Specializes in MICU, SICU, CICU.

Dear Mulyanti,

The first thing that would come to mind is a pulmonary embolism. This can happen even with mechanical and chemical prophylaxis for deep vein thrombosis. Even with the very best care it can happen and it something that you could not have foreseen or predicted. You could not give tpA to a post operative patient to break a blood clot in the lungs.

Another possibility is that that chest tube was accidentally pulled out from the pleural space and that resulted in a tension pneumothorax and pulseless electrical activity from hypoxia. But as you said many diagnoses but no conclusive answers.

Any sudden unexpected death is a shock for the hospital staff. It sounds like you did your very best and every thing possible for this unfortunate man.

Specializes in Family Nurse Practitioner.

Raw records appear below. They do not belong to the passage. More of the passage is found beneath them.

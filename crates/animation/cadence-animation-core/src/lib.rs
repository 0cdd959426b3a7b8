//! Cadence Animation Core (engine-agnostic)
//!
//! Keyframe animation engine driven by an externally supplied time cursor:
//! - `store`: handle-indexed splines, data bindings, instances, animations
//! - `scheduler`: pending/active queues ordered by start/stop time
//! - `sampling` + `interp`: cached segment lookup and step/linear/bezier
//!   evaluation
//! - `dispatch`: writes evaluated values through host bindings
//! - `system`: the facade tying them together, with listener fan-out
//!
//! Everything runs synchronously on the caller's thread; identical operation
//! sequences produce identical writes.

pub mod binding;
pub mod commands;
pub mod config;
pub mod dispatch;
pub mod error;
pub mod events;
pub mod ids;
pub mod interp;
pub mod notifier;
pub mod sampling;
pub mod scheduler;
pub mod sequence;
pub mod spline;
pub mod store;
pub mod system;
pub mod time;
pub mod value;

// Re-exports for hosts and adapters
pub use binding::{BindingAddress, BindingHandles, BindingTarget, DataBinding, PropertyTable};
pub use commands::{parse_commands_json, Command, CommandOutcome};
pub use config::{CapacityHints, Config, ProcessingMode};
pub use dispatch::{local_spline_time, BoundaryDispatcher, Dispatcher, FullDispatcher};
pub use error::{AnimationError, EntityKind, Result};
pub use events::{DataEvent, LifecycleEvent};
pub use ids::{AnimationHandle, DataBindHandle, Handle, InstanceHandle, Pool, SplineHandle};
pub use interp::InterpolationType;
pub use notifier::{ChangeNotifier, SubscriptionId};
pub use sampling::{sample_spline, Segment, SegmentLocator};
pub use scheduler::{ScheduleState, Scheduler};
pub use sequence::{AnimationSequence, SequenceItem};
pub use spline::{KeyShape, Spline, SplineKey, Tangents, Vec2};
pub use store::{Animation, AnimationFlags, AnimationInstance, AnimationProperties, EntityStore};
pub use system::AnimationSystem;
pub use time::{AnimationTime, SplineTimeStamp, TimeRange, LOOPING_LENGTH_MULTIPLIER};
pub use value::{is_binding_compatible, Value, ValueKind, VectorComponent};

I was thinking of pneumothorax as well. PE is also a possibility after any surgery especially where the patient is immobile as this one was. (((HUGS))) Sometimes things happen where we can't see the reason. You did everything that you could have done.

We made all these diagnoses but the postmortem showed nothing pointing to the obvious causes that we thought caused this patient to die.

You make no mention of past medical history or comorbidities, like diabetes, HTN, COPD, etc........... Could not feel his legs prior or after surgery? Sounds like that cause should have shown up.....(Aortic dissection).